Veeam Software, innovative provider of data protection, disaster recovery and
management solutions for virtual datacenter environments, today released the
full findings from the "Virtualization Data Protection Report 2011", its second
annual report on the impact of virtualization on data protection, backup and
recovery strategies. According to the independent survey of 500 chief
information officers (CIOs) virtualization has the potential to transform data
protection. In order to achieve this, greater strides need to be made in server
replication; particularly in support of disaster recovery, an area where IT risk
is escalating.
Key findings were:
- 94% of CIOs say virtualization can transform data protection strategies
- Top three barriers preventing increased server replication include cost of
hardware (given by 60% of respondents), cost of replication software (52%) and
complexity (42%)
- For enterprises that deploy server replication, in the event of outages
CIOs estimate cost savings on average of $417,391 per hour
- 87% of CIOs say that recovery times from large-scale disaster are growing
as the number of business critical servers within the enterprise increases
"At a time when virtualization is helping drive greater efficiency in server
costs, many would assume that some of these barriers to server replication would
fall. However, this is simply not the case," said Ratmir Timashev, CEO, Veeam
Software. "80% of CIOs said that due to the agent-based approach of traditional
replication solutions, there is minimal difference between physical and virtual
machines when it comes to the actual volume of data that can be replicated. From
our perspective the key issue uncovered in our 2010 study remains in 2011: the
physical world mindset is being applied to virtualization. This limits not only
the true potential of the technology, but also enterprise efforts to improve
data protection strategies."
Server replication, unlike general backup, is a process of copying data to
production standard hardware that can be brought quickly online in the event of
an outage. The top reasons for server replication include: protection from data
loss (given by 85% of respondents), protection from hardware failure (70%),
protection from regular human error (49%) and protection from data centre
failure (49%). Currently 22% of enterprises do not use such an approach.

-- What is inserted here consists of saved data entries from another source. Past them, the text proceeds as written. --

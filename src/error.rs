//! Error types for snapshot loading and configuration.

use std::path::PathBuf;
use thiserror::Error;

#[derive(Error, Debug)]
pub enum Error {
    #[error("IO error: {0}")]
    Io(#[from] std::io::Error),

    #[error("CSV parsing error: {0}")]
    Csv(#[from] csv::Error),

    #[error("Missing required column: {0}")]
    MissingColumn(&'static str),

    #[error("Invalid record at line {line}: {reason}")]
    InvalidRecord { line: u64, reason: String },

    #[error("No snapshot found in {}", .0.display())]
    NoSnapshot(PathBuf),

    #[error("Invalid configuration: {0}")]
    InvalidConfig(String),
}

pub type Result<T> = std::result::Result<T, Error>;
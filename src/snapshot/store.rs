//! Holder for the current snapshot, replaced wholesale on refresh.

use super::source::SnapshotSource;
use crate::error::Result;
use crate::observation::Snapshot;
use std::sync::{Arc, RwLock};
use tracing::{info, warn};

/// Shares the current snapshot with readers.
///
/// Readers get an `Arc` to an immutable snapshot, so a refresh never changes
/// data under a running comparison.
pub struct SnapshotStore {
    current: RwLock<Arc<Snapshot>>,
}

impl SnapshotStore {
    /// Creates a store holding `snapshot`.
    pub fn new(snapshot: Snapshot) -> Self {
        Self { current: RwLock::new(Arc::new(snapshot)) }
    }

    /// Loads the initial snapshot from a source.
    pub async fn load(source: &dyn SnapshotSource) -> Result<Self> {
        Ok(Self::new(source.load().await?))
    }

    /// Returns the current snapshot.
    pub fn current(&self) -> Arc<Snapshot> {
        match self.current.read() {
            Ok(guard) => Arc::clone(&guard),
            Err(poisoned) => Arc::clone(&poisoned.into_inner()),
        }
    }

    /// Replaces the snapshot and returns the previous one.
    pub fn replace(&self, snapshot: Snapshot) -> Arc<Snapshot> {
        let mut guard = match self.current.write() {
            Ok(guard) => guard,
            Err(poisoned) => poisoned.into_inner(),
        };
        std::mem::replace(&mut *guard, Arc::new(snapshot))
    }

    /// Reloads from `source`. On failure the previous snapshot stays current.
    pub async fn refresh(&self, source: &dyn SnapshotSource) -> Result<Arc<Snapshot>> {
        match source.load().await {
            Ok(snapshot) => {
                info!("Refreshed snapshot from {} ({} observations)", source.describe(), snapshot.len());
                self.replace(snapshot);
                Ok(self.current())
            }
            Err(e) => {
                warn!("Refresh from {} failed: {}", source.describe(), e);
                Err(e)
            }
        }
    }
}

impl Default for SnapshotStore {
    fn default() -> Self {
        Self::new(Snapshot::empty())
    }
}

However, in those enterprises that do use server replication it only protects on
average 26% of business critical servers.
Worryingly, CIOs estimate the cost of outage to the remaining 74% of the
business critical server estate that is not replicated at $436,189 per hour.
With the average server recovery time at 4 hours, this means that each major
outage of business-critical data costs an enterprise over $1.7 million.
Timashev added: "The report reveals that tough decisions are being made
around what is deemed as truly business critical data. These decisions will
become even more difficult as businesses generate more and more data and in turn
expose greater risks. In fact the study revealed that in 79% of enterprises the
current tools used for disaster recovery, a critical component of enterprise
data protection strategy, will become less effective."
Challenges such as these are highlighted in Veeam's second annual survey
report. The full report is available for download at www.veeam.com/survey .
About the survey Vanson Bourne, an independent market research company,
surveyed 500 CIOs from organisations across the United States, United Kingdom,
Germany and France that employ more than 1,000 people. Request a copy of the
full report by registering at www.veeam.com/survey .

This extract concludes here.